“Persistent Performance among University Students: Evidence from High-Stakes Exams on Digital Platforms” (PERSIST) is a national project led by our fellow Jonas Radl and funded through a grant by the Spanish Ministry of Science and Innovation (PID2020-117525RB-I00, 2021-2024).
The proposal centers around novel data collection from online exams carried out at Universidad Carlos III de Madrid in the academic years 2019/20 and 2020/21. In the last evaluation period in mid-2020, around 15,000 exams were run on the university’s digital learning platform “Aula Global”. Based on the open-source system “Moodle”, the platform contains the option to randomize the order of questions in multiple-choice tests, allowing us to compute students’ exam persistence – the degree to which students sustain their performance during an exam. We propose matching these data to the university’s database containing students’ socio-demographic characteristics.
Personality traits such as persistence, perseverance and grit relate to an individual’s ability to sustain effort over time, and are argued to be highly relevant for socio-economic achievement. Yet, the valid measurement of these “non-cognitive skills” has proven to be difficult, particularly because of biases arising from self-reports in surveys. Hence, a recent methodological innovation is to measure the persistence of students while taking the well-known PISA test, i.e. the relative decrease of performance during the two-hour test, while controlling for the difficulty of each question. On average, performance drops by about 7% over the course of the test, with significant differences between students, demographic groups and countries.

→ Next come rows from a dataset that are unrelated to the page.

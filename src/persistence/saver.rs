use super::store::{Schema, Store};
use anyhow::{Context, Result};
use log::{debug, error};
use std::sync::mpsc::{self, Receiver, Sender};
use std::thread::{self, JoinHandle};

/// Snapshot to write, tagged with the model revision it was taken at
#[derive(Debug, Clone)]
pub struct SaveRequest {
    pub revision: u64,
    pub schema: Schema,
}

/// Completion report for a save request
#[derive(Debug, Clone, PartialEq, Eq)]
pub struct SaveOutcome {
    pub revision: u64,
    pub result: Result<(), String>,
}

/// Background writer. Requests queued while a write is in flight are coalesced
/// so only the newest snapshot is written.
pub struct Saver {
    requests: Option<Sender<SaveRequest>>,
    outcomes: Receiver<SaveOutcome>,
    handle: Option<JoinHandle<()>>,
}

impl Saver {
    pub fn spawn(store: Store) -> Result<Self> {
        let (request_tx, request_rx) = mpsc::channel::<SaveRequest>();
        let (outcome_tx, outcome_rx) = mpsc::channel::<SaveOutcome>();

        let handle = thread::Builder::new()
            .name("tasklog-saver".to_string())
            .spawn(move || run(store, request_rx, outcome_tx))
            .context("Failed to start saver thread")?;

        Ok(Self {
            requests: Some(request_tx),
            outcomes: outcome_rx,
            handle: Some(handle),
        })
    }

    /// Queue a snapshot. Returns false if the saver thread is gone.
    pub fn submit(&self, request: SaveRequest) -> bool {
        match &self.requests {
            Some(tx) => tx.send(request).is_ok(),
            None => false,
        }
    }

    /// Next finished save, if any, without blocking
    pub fn try_recv(&self) -> Option<SaveOutcome> {
        self.outcomes.try_recv().ok()
    }

    /// Stop accepting requests, wait for queued writes and return their outcomes
    pub fn shutdown(mut self) -> Vec<SaveOutcome> {
        self.requests.take();
        if let Some(handle) = self.handle.take() {
            if handle.join().is_err() {
                error!("Saver thread panicked");
            }
        }
        self.outcomes.try_iter().collect()
    }
}

fn run(store: Store, requests: Receiver<SaveRequest>, outcomes: Sender<SaveOutcome>) {
    while let Ok(mut request) = requests.recv() {
        while let Ok(newer) = requests.try_recv() {
            request = newer;
        }

        let result = store.save(&request.schema).map_err(|err| {
            let message = format!("{:#}", anyhow::Error::from(err));
            error!("Save of revision {} failed: {}", request.revision, message);
            message
        });
        if result.is_ok() {
            debug!("Saved revision {} to {}", request.revision, store.path().display());
        }

        let outcome = SaveOutcome {
            revision: request.revision,
            result,
        };
        if outcomes.send(outcome).is_err() {
            break;
        }
    }
}

#[cfg(test)]
mod tests {
    use super::*;
    use crate::domain::{Task, TaskTree, Timeline};
    use crate::persistence::Settings;

    fn schema_with(title: &str) -> Schema {
        let mut tasks = TaskTree::new();
        tasks.add_task(Task::new(title, "2024-06-01"));
        Schema::new(tasks, Timeline::new(), Settings::default())
    }

    #[test]
    fn test_saves_and_reports() {
        let dir = tempfile::tempdir().unwrap();
        let path = dir.path().join("data.json");
        let saver = Saver::spawn(Store::new(&path)).unwrap();

        assert!(saver.submit(SaveRequest {
            revision: 1,
            schema: schema_with("First"),
        }));
        let outcomes = saver.shutdown();

        assert_eq!(outcomes.len(), 1);
        assert_eq!(outcomes[0], SaveOutcome { revision: 1, result: Ok(()) });
        let loaded = Store::new(&path).load().unwrap();
        assert_eq!(loaded.tasks.tasks_for_date("2024-06-01")[0].title, "First");
    }

    #[test]
    fn test_last_request_wins() {
        let dir = tempfile::tempdir().unwrap();
        let path = dir.path().join("data.json");
        let saver = Saver::spawn(Store::new(&path)).unwrap();

        for (revision, title) in [(1, "One"), (2, "Two"), (3, "Three")] {
            saver.submit(SaveRequest {
                revision,
                schema: schema_with(title),
            });
        }
        let outcomes = saver.shutdown();

        assert_eq!(outcomes.last().map(|o| o.revision), Some(3));
        let loaded = Store::new(&path).load().unwrap();
        assert_eq!(loaded.tasks.tasks_for_date("2024-06-01")[0].title, "Three");
    }

    #[test]
    fn test_failure_is_reported() {
        let dir = tempfile::tempdir().unwrap();
        // A directory where the file should be makes the rename fail
        let path = dir.path().join("taken");
        std::fs::create_dir(&path).unwrap();
        let saver = Saver::spawn(Store::new(&path)).unwrap();

        saver.submit(SaveRequest {
            revision: 7,
            schema: schema_with("Doomed"),
        });
        let outcomes = saver.shutdown();

        assert_eq!(outcomes.len(), 1);
        assert_eq!(outcomes[0].revision, 7);
        assert!(outcomes[0].result.is_err());
    }
}
use crate::domain::{flatten, task_stats, CalendarDate, Task, TaskState, TaskTree, Timeline};
use crate::persistence::{atomic_write, ensure_dir};
use anyhow::{Context, Result};
use chrono::Local;
use clap::ValueEnum;
use serde_json::{json, Map, Value};
use std::fmt::Write as _;
use std::path::{Path, PathBuf};

#[derive(Debug, Clone, Copy, PartialEq, Eq, Default, ValueEnum)]
pub enum ExportFormat {
    #[default]
    Markdown,
    Json,
    Text,
}

impl ExportFormat {
    pub fn extension(&self) -> &'static str {
        match self {
            Self::Markdown => "md",
            Self::Json => "json",
            Self::Text => "txt",
        }
    }

    pub fn label(&self) -> &'static str {
        match self {
            Self::Markdown => "Markdown",
            Self::Json => "JSON",
            Self::Text => "Plain text",
        }
    }
}

#[derive(Debug, Clone, Copy, PartialEq, Eq, Default, ValueEnum)]
pub enum ExportScope {
    #[default]
    Day,
    Month,
    All,
}

impl ExportScope {
    pub fn label(&self) -> &'static str {
        match self {
            Self::Day => "Selected day",
            Self::Month => "Selected month",
            Self::All => "All dates",
        }
    }
}

/// What to export, relative to which date
#[derive(Debug, Clone, Copy, PartialEq, Eq)]
pub struct ExportRequest {
    pub format: ExportFormat,
    pub scope: ExportScope,
    pub anchor: CalendarDate,
}

impl ExportRequest {
    /// File name such as `tasklog-2024-06.md`
    pub fn file_name(&self) -> String {
        let suffix = match self.scope {
            ExportScope::Day => self.anchor.key(),
            ExportScope::Month => format!("{}-{:02}", self.anchor.year(), self.anchor.month()),
            ExportScope::All => "all".to_string(),
        };
        format!("tasklog-{}.{}", suffix, self.format.extension())
    }

    fn heading(&self) -> String {
        match self.scope {
            ExportScope::Day => self.anchor.long_label(),
            ExportScope::Month => format!("{} {}", self.anchor.month_name(), self.anchor.year()),
            ExportScope::All => "All dates".to_string(),
        }
    }
}

/// Date keys covered by the request, in calendar order
fn dates_in_scope(tasks: &TaskTree, request: &ExportRequest) -> Vec<String> {
    match request.scope {
        ExportScope::Day => vec![request.anchor.key()],
        ExportScope::Month => {
            let prefix = format!("{}-{:02}-", request.anchor.year(), request.anchor.month());
            tasks
                .dates()
                .filter(|date| date.starts_with(&prefix))
                .cloned()
                .collect()
        }
        ExportScope::All => tasks.dates().cloned().collect(),
    }
}

fn date_heading(date: &str) -> String {
    date.parse::<CalendarDate>()
        .map(|d| d.long_label())
        .unwrap_or_else(|_| date.to_string())
}

fn state_suffix(task: &Task) -> &'static str {
    match task.state {
        TaskState::Delegated => " _(delegated)_",
        TaskState::Delayed => " _(delayed)_",
        _ => "",
    }
}

pub fn render(tasks: &TaskTree, timeline: &Timeline, request: &ExportRequest) -> Result<String> {
    let dates = dates_in_scope(tasks, request);
    match request.format {
        ExportFormat::Markdown => Ok(render_markdown(tasks, &dates, request)),
        ExportFormat::Text => Ok(render_text(tasks, &dates, request)),
        ExportFormat::Json => render_json(tasks, timeline, &dates, request),
    }
}

fn render_markdown(tasks: &TaskTree, dates: &[String], request: &ExportRequest) -> String {
    let mut out = String::new();
    let _ = writeln!(out, "# Tasks: {}\n", request.heading());

    if dates.iter().all(|date| tasks.tasks_for_date(date).is_empty()) {
        out.push_str("_No tasks_\n");
        return out;
    }

    for date in dates {
        let day_tasks = tasks.tasks_for_date(date);
        if day_tasks.is_empty() {
            continue;
        }
        let stats = task_stats(day_tasks);
        let _ = writeln!(out, "## {}\n", date_heading(date));
        let _ = writeln!(
            out,
            "Progress: {}/{} ({}%)\n",
            stats.completed,
            stats.total,
            stats.percent()
        );
        for (task, depth) in flatten(day_tasks, false) {
            let check = if task.state == TaskState::Completed { "x" } else { " " };
            let badge = if task.priority.badge().is_empty() {
                String::new()
            } else {
                format!(" `{}`", task.priority.badge())
            };
            let _ = writeln!(
                out,
                "{}- [{}] {}{}{}",
                "  ".repeat(depth),
                check,
                task.title,
                badge,
                state_suffix(task)
            );
        }
        out.push('\n');
    }
    out
}

fn render_text(tasks: &TaskTree, dates: &[String], request: &ExportRequest) -> String {
    let mut out = String::new();
    let _ = writeln!(out, "{}", request.heading());
    let _ = writeln!(out, "{}\n", "=".repeat(request.heading().chars().count()));

    for date in dates {
        let day_tasks = tasks.tasks_for_date(date);
        if day_tasks.is_empty() && request.scope != ExportScope::Day {
            continue;
        }
        let _ = writeln!(out, "{}", date_heading(date));
        if day_tasks.is_empty() {
            out.push_str("  (no tasks)\n");
        }
        for (task, depth) in flatten(day_tasks, false) {
            let badge = if task.priority.badge().is_empty() {
                String::new()
            } else {
                format!(" [{}]", task.priority.badge())
            };
            let _ = writeln!(
                out,
                "{}{} {}{}",
                "  ".repeat(depth + 1),
                task.state.glyph(),
                task.title,
                badge
            );
        }
        out.push('\n');
    }
    out
}

fn render_json(
    tasks: &TaskTree,
    timeline: &Timeline,
    dates: &[String],
    request: &ExportRequest,
) -> Result<String> {
    let mut task_map = Map::new();
    let mut event_map = Map::new();
    for date in dates {
        let day_tasks = tasks.tasks_for_date(date);
        if !day_tasks.is_empty() {
            task_map.insert(date.clone(), serde_json::to_value(day_tasks)?);
        }
        let events = timeline.events_for_date(date);
        if !events.is_empty() {
            event_map.insert(date.clone(), serde_json::to_value(events)?);
        }
    }

    let document = json!({
        "exportedAt": Local::now().to_rfc3339(),
        "scope": request.heading(),
        "tasks": Value::Object(task_map),
        "timeline": Value::Object(event_map),
    });
    serde_json::to_string_pretty(&document).context("Failed to serialize export")
}

/// Render and write into `dir`, returning the written path
pub fn export_to_dir(
    tasks: &TaskTree,
    timeline: &Timeline,
    request: &ExportRequest,
    dir: &Path,
) -> Result<PathBuf> {
    let path = ensure_dir(dir)?.join(request.file_name());
    export_to_file(tasks, timeline, request, &path)?;
    Ok(path)
}

pub fn export_to_file(
    tasks: &TaskTree,
    timeline: &Timeline,
    request: &ExportRequest,
    path: &Path,
) -> Result<()> {
    let content = render(tasks, timeline, request)?;
    atomic_write(path, &content)
        .with_context(|| format!("Failed to write export: {}", path.display()))
}
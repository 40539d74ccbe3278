use crate::domain::{
    build_view, task_stats, CalendarDate, Dialog, EventKind, InputMode, Pane, Priority, Task,
    TaskFilter, TaskState, TaskStats, TaskTree, Timeline, TimelineEvent, ViewRow,
};
use crate::export::{ExportFormat, ExportRequest, ExportScope};
use crate::persistence::{SaveOutcome, SaveRequest, Schema, Settings};
use crate::ui::theme::Theme;
use crate::undo::UndoStack;
use log::{debug, error, info};
use std::path::PathBuf;
use std::time::{Duration, Instant};
use uuid::Uuid;

/// How long Ctrl+C stays armed waiting for confirmation
pub const EXIT_CONFIRM_WINDOW: Duration = Duration::from_secs(3);
/// How long a status line message stays visible
pub const STATUS_DURATION: Duration = Duration::from_secs(4);
/// Rows moved by a timeline page up/down
pub const TIMELINE_PAGE: usize = 10;

/// Model handed over by the loader
#[derive(Debug, Clone, Default, PartialEq)]
pub struct LoadedState {
    pub tasks: TaskTree,
    pub timeline: Timeline,
    pub theme: Theme,
    /// Settings block as read, written back unchanged apart from the theme
    pub settings: Settings,
}

impl From<Schema> for LoadedState {
    fn from(schema: Schema) -> Self {
        Self {
            tasks: schema.tasks,
            timeline: schema.timeline,
            theme: Theme::by_name_or_default(&schema.settings.theme),
            settings: schema.settings,
        }
    }
}

/// What a submitted text entry does
#[derive(Debug, Clone, Copy, PartialEq, Eq)]
pub enum EntryTarget {
    NewTask,
    NewSubtask { parent: Uuid },
    Rename { task: Uuid },
}

#[derive(Debug, Clone, PartialEq, Eq)]
pub struct TextEntry {
    pub buffer: String,
    pub target: EntryTarget,
}

impl TextEntry {
    pub fn prompt(&self) -> &'static str {
        match self.target {
            EntryTarget::NewTask => "New task",
            EntryTarget::NewSubtask { .. } => "New subtask",
            EntryTarget::Rename { .. } => "Rename",
        }
    }
}

/// Live search query. Locked once submitted with Enter.
#[derive(Debug, Clone, Default, PartialEq, Eq)]
pub struct SearchState {
    pub query: String,
    pub locked: bool,
}

#[derive(Debug, Clone, Copy, PartialEq, Eq)]
pub enum StatusKind {
    Info,
    Error,
}

#[derive(Debug, Clone, PartialEq, Eq)]
pub struct StatusMessage {
    pub text: String,
    pub kind: StatusKind,
    pub expires_at: Instant,
}

/// Choices made in the export dialog so far
#[derive(Debug, Clone, Copy, Default, PartialEq, Eq)]
pub struct ExportDraft {
    pub format: ExportFormat,
    pub scope: ExportScope,
}

/// Main application state
pub struct AppState {
    pub tasks: TaskTree,
    pub timeline: Timeline,
    pub undo: UndoStack,

    pub selected_date: CalendarDate,
    /// Month shown by the overview; follows the selected date
    pub viewing_month: CalendarDate,

    pub pane: Pane,
    pub mode: InputMode,
    pub dialog: Dialog,
    pub exit_confirm: Option<Instant>,
    pub show_overview: bool,

    pub text_entry: Option<TextEntry>,
    pub search: SearchState,
    pub filter: Option<TaskFilter>,

    /// Visible task rows for the selected date
    pub view: Vec<ViewRow>,
    pub selected_index: usize,
    pub timeline_scroll: usize,

    pub status: Option<StatusMessage>,
    pub export_draft: ExportDraft,
    pub theme: Theme,

    settings: Settings,
    dirty: bool,
    revision: u64,
    requested_revision: Option<u64>,
    pending_export: Option<ExportRequest>,
}

impl Default for AppState {
    fn default() -> Self {
        Self::new(LoadedState::default())
    }
}
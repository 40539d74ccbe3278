use crate::app::LoadedState;
use crate::domain::{Dialog, Pane, Priority, TaskFilter};
use crate::export::{ExportFormat, ExportScope};
use crate::persistence::SaveOutcome;
use std::path::PathBuf;

/// Everything the state machine reacts to: user intents plus tick and I/O completions
#[derive(Debug, Clone, PartialEq)]
pub enum Command {
    // Lifecycle
    Interrupt,
    Confirm,
    Deny,
    Tick,

    // Text entry
    Insert(char),
    Backspace,
    Submit,
    Cancel,

    // Global
    Undo,
    ToggleDialog(Dialog),
    CloseDialog,
    ToggleOverview,
    FocusPane(Pane),
    NextPane,
    PrevPane,
    StartSearch,
    ClearFilters,

    // Calendar pane
    MoveDays(i64),
    MoveMonths(i32),
    GoToday,

    // Tasks pane
    SelectNext,
    SelectPrev,
    AddTask,
    AddSubtask,
    EditTask,
    DeleteTask,
    ToggleComplete,
    Delegate,
    ToggleDelay,
    ToggleRunning,
    ToggleExpand,
    Collapse,
    SetPriority(Priority),
    StartFilter,
    ApplyFilter(TaskFilter),
    ShowDetails,

    // Timeline pane
    ScrollDown,
    ScrollUp,
    PageDown,
    PageUp,
    RequestClearTimeline,

    // Dialogs
    SelectTheme(usize),
    SetExportFormat(ExportFormat),
    SetExportScope(ExportScope),
    RunExport,

    // Completions
    Loaded(Box<LoadedState>),
    Saved(SaveOutcome),
    Exported(Result<PathBuf, String>),
}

However, the key limitation of this methodology is the lack of stakes in the PISA tests: students’ performance does not affect their grades, and they never even learn how well they did in the test. It remains unclear whether the observed drop in performance reflects low motivation, or whether it is representative for individual behavior in other settings. The external validity is also questionable because the PISA evaluation is a rare event in which students’ behavior may also depend on the messages conveyed on the ground. In Spain specifically, the results from the last PISA reading test were not released due to anomalies in implementation. University exams, by contrast, are a more natural setting in which students have strong incentives to perform and a lot at stake.
By exploiting the pervasive use of high-stakes exams on the university’s digital platform, especially after the COVID-19 pandemic, the project aims to address three objectives:
(1) uncover how sociodemographic characteristics – and especially gender – affect students’ persistence in high-stakes exams;
(2) establish the way in which students’ exam persistence has changed during the COVID-19 pandemic, depending on prior educational performance;
(3) evaluate how parameters of digital educational design (e.g. timing, duration and stakes of exams) affect students’ sustained effort under duress.
The availability of large-scale data on students’ exam persistence holds immense untapped potential to push the knowledge frontier. Moreover, many universities use the same digital learning platform, such that our approach could be scaled up efficiently, by using exam records at other educational institutions. The novel application of the test persistence method on digital platforms will therefore advance our understanding of educational achievement, and support evidence-based policies to enhance equality of opportunity.